Find the lines of the records in which the word "host" appears and report how many there are, as a number alone.

Data section:
======

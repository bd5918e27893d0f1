//! Server execution logic.

use std::{future::Future, sync::Arc, time::Duration};

use axum::{
    Router,
    routing::{get, post},
};
use rakugaki_shared::time::Clock;
use tokio::net::TcpListener;
use tower_http::trace::TraceLayer;

use crate::{
    config::{JOIN_TOKEN_TTL, ServerConfig},
    domain::{RoomRepository, StrokeRepository},
    infrastructure::{
        auth::{JoinTokenIssuer, RoomPasswordHasher},
        session::SessionRegistry,
    },
    usecase::{
        ClearCanvasUseCase, ConnectParticipantUseCase, CreateRoomUseCase,
        DisconnectParticipantUseCase, DrawUseCase, GetRoomUseCase, GetSessionStateUseCase,
        JoinRoomUseCase, ListRoomsUseCase, SendChatUseCase, SweepUseCase, VerifyPasswordUseCase,
    },
};

use super::{
    handler::{
        create_room, debug_session_state, get_room, health_check, join_private, join_public,
        list_rooms, verify_password, websocket_handler,
    },
    signal::shutdown_signal,
    state::{AppState, ConnectionLimits},
    sweeper::spawn_sweepers,
};

/// Rakugaki room server
///
/// Owns the application state and the sweep schedule.
///
/// # Example
///
/// ```ignore
/// let server = Server::new(&config, room_repository, stroke_repository, clock);
/// server.run("127.0.0.1".to_string(), 8080).await?;
/// ```
pub struct Server {
    app_state: Arc<AppState>,
    idle_sweep_interval: Duration,
    retention_sweep_interval: Duration,
}

impl Server {
    /// Wire the use cases on top of the given repositories.
    ///
    /// # Arguments
    ///
    /// * `config` - Limits, timeouts and the token secret
    /// * `room_repository` - Room registry
    /// * `stroke_repository` - Per-room stroke persistence
    /// * `clock` - Time source for timestamps and token expiry
    pub fn new(
        config: &ServerConfig,
        room_repository: Arc<dyn RoomRepository>,
        stroke_repository: Arc<dyn StrokeRepository>,
        clock: Arc<dyn Clock>,
    ) -> Self {
        // 1. 共有コンポーネント
        let registry = Arc::new(SessionRegistry::new(
            stroke_repository.clone(),
            config.max_users_per_room,
            config.chat_history_limit,
        ));
        let password_hasher = Arc::new(RoomPasswordHasher::new());
        let token_issuer = Arc::new(JoinTokenIssuer::new(
            &config.token_secret,
            JOIN_TOKEN_TTL,
            clock.clone(),
        ));

        // 2. UseCase
        let app_state = AppState {
            create_room_usecase: Arc::new(CreateRoomUseCase::new(
                room_repository.clone(),
                password_hasher.clone(),
                clock.clone(),
            )),
            get_room_usecase: Arc::new(GetRoomUseCase::new(room_repository.clone())),
            list_rooms_usecase: Arc::new(ListRoomsUseCase::new(
                room_repository.clone(),
                registry.clone(),
            )),
            verify_password_usecase: Arc::new(VerifyPasswordUseCase::new(
                room_repository.clone(),
                password_hasher.clone(),
            )),
            join_room_usecase: Arc::new(JoinRoomUseCase::new(
                room_repository.clone(),
                password_hasher,
                token_issuer.clone(),
            )),
            connect_participant_usecase: Arc::new(ConnectParticipantUseCase::new(
                room_repository.clone(),
                registry.clone(),
                token_issuer,
                clock.clone(),
            )),
            disconnect_participant_usecase: Arc::new(DisconnectParticipantUseCase::new(
                registry.clone(),
            )),
            draw_usecase: Arc::new(DrawUseCase::new(
                room_repository.clone(),
                registry.clone(),
                clock.clone(),
            )),
            clear_canvas_usecase: Arc::new(ClearCanvasUseCase::new(
                room_repository.clone(),
                registry.clone(),
                clock.clone(),
            )),
            send_chat_usecase: Arc::new(SendChatUseCase::new(
                room_repository.clone(),
                registry.clone(),
                clock.clone(),
            )),
            get_session_state_usecase: Arc::new(GetSessionStateUseCase::new(registry.clone())),
            sweep_usecase: Arc::new(SweepUseCase::new(
                room_repository,
                stroke_repository,
                registry,
                clock,
                config.idle_timeout,
                config.retention,
            )),
            connection_limits: ConnectionLimits {
                handshake_timeout: config.handshake_timeout,
                rate_limit_window: config.rate_limit_window,
                rate_limit_max_messages: config.rate_limit_max_messages,
            },
        };

        Self {
            app_state: Arc::new(app_state),
            idle_sweep_interval: config.idle_sweep_interval,
            retention_sweep_interval: config.retention_sweep_interval,
        }
    }

    /// Build the HTTP and WebSocket routes
    pub fn router(&self) -> Router {
        Router::new()
            // WebSocket エンドポイント
            .route("/ws", get(websocket_handler))
            // HTTP エンドポイント
            .route("/api/health", get(health_check))
            .route("/api/rooms", get(list_rooms).post(create_room))
            .route("/api/rooms/{room_id}", get(get_room))
            .route(
                "/api/rooms/{room_id}/verify-password",
                post(verify_password),
            )
            .route("/api/rooms/{room_id}/join-public", post(join_public))
            .route("/api/rooms/{room_id}/join-private", post(join_private))
            .route("/debug/rooms/{room_id}", get(debug_session_state))
            .layer(TraceLayer::new_for_http())
            .with_state(self.app_state.clone())
    }

    /// Serve on an already bound listener until `shutdown` resolves.
    ///
    /// Once `shutdown` resolves every connection is closed with "going away"
    /// and every active room is flushed to storage before this returns.
    pub async fn serve<F>(self, listener: TcpListener, shutdown: F) -> std::io::Result<()>
    where
        F: Future<Output = ()> + Send + 'static,
    {
        let app = self.router();
        let sweep = self.app_state.sweep_usecase.clone();
        let sweepers = spawn_sweepers(
            sweep.clone(),
            self.idle_sweep_interval,
            self.retention_sweep_interval,
        );

        let result = axum::serve(listener, app)
            .with_graceful_shutdown(async move {
                shutdown.await;
                let flushed = sweep.flush_all().await;
                tracing::info!("Flushed {} active room(s)", flushed);
            })
            .await;

        for handle in sweepers {
            handle.abort();
        }
        result
    }

    /// Run the server
    ///
    /// # Arguments
    ///
    /// * `host` - The host address to bind to (e.g., "127.0.0.1")
    /// * `port` - The port number to bind to (e.g., 8080)
    ///
    /// # Errors
    ///
    /// Returns an error if the server fails to bind to the specified address or
    /// if there's an error during server execution.
    pub async fn run(self, host: String, port: u16) -> Result<(), Box<dyn std::error::Error>> {
        // Bind the server to the host and port
        let bind_addr = format!("{}:{}", host, port);
        let listener = TcpListener::bind(&bind_addr).await?;

        tracing::info!("Rakugaki server listening on {}", listener.local_addr()?);
        tracing::info!("Connect to: ws://{}/ws", bind_addr);
        tracing::info!("Press Ctrl+C to shutdown gracefully");

        self.serve(listener, shutdown_signal()).await?;

        tracing::info!("Server shutdown complete");

        Ok(())
    }
}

======

Exercise response: 4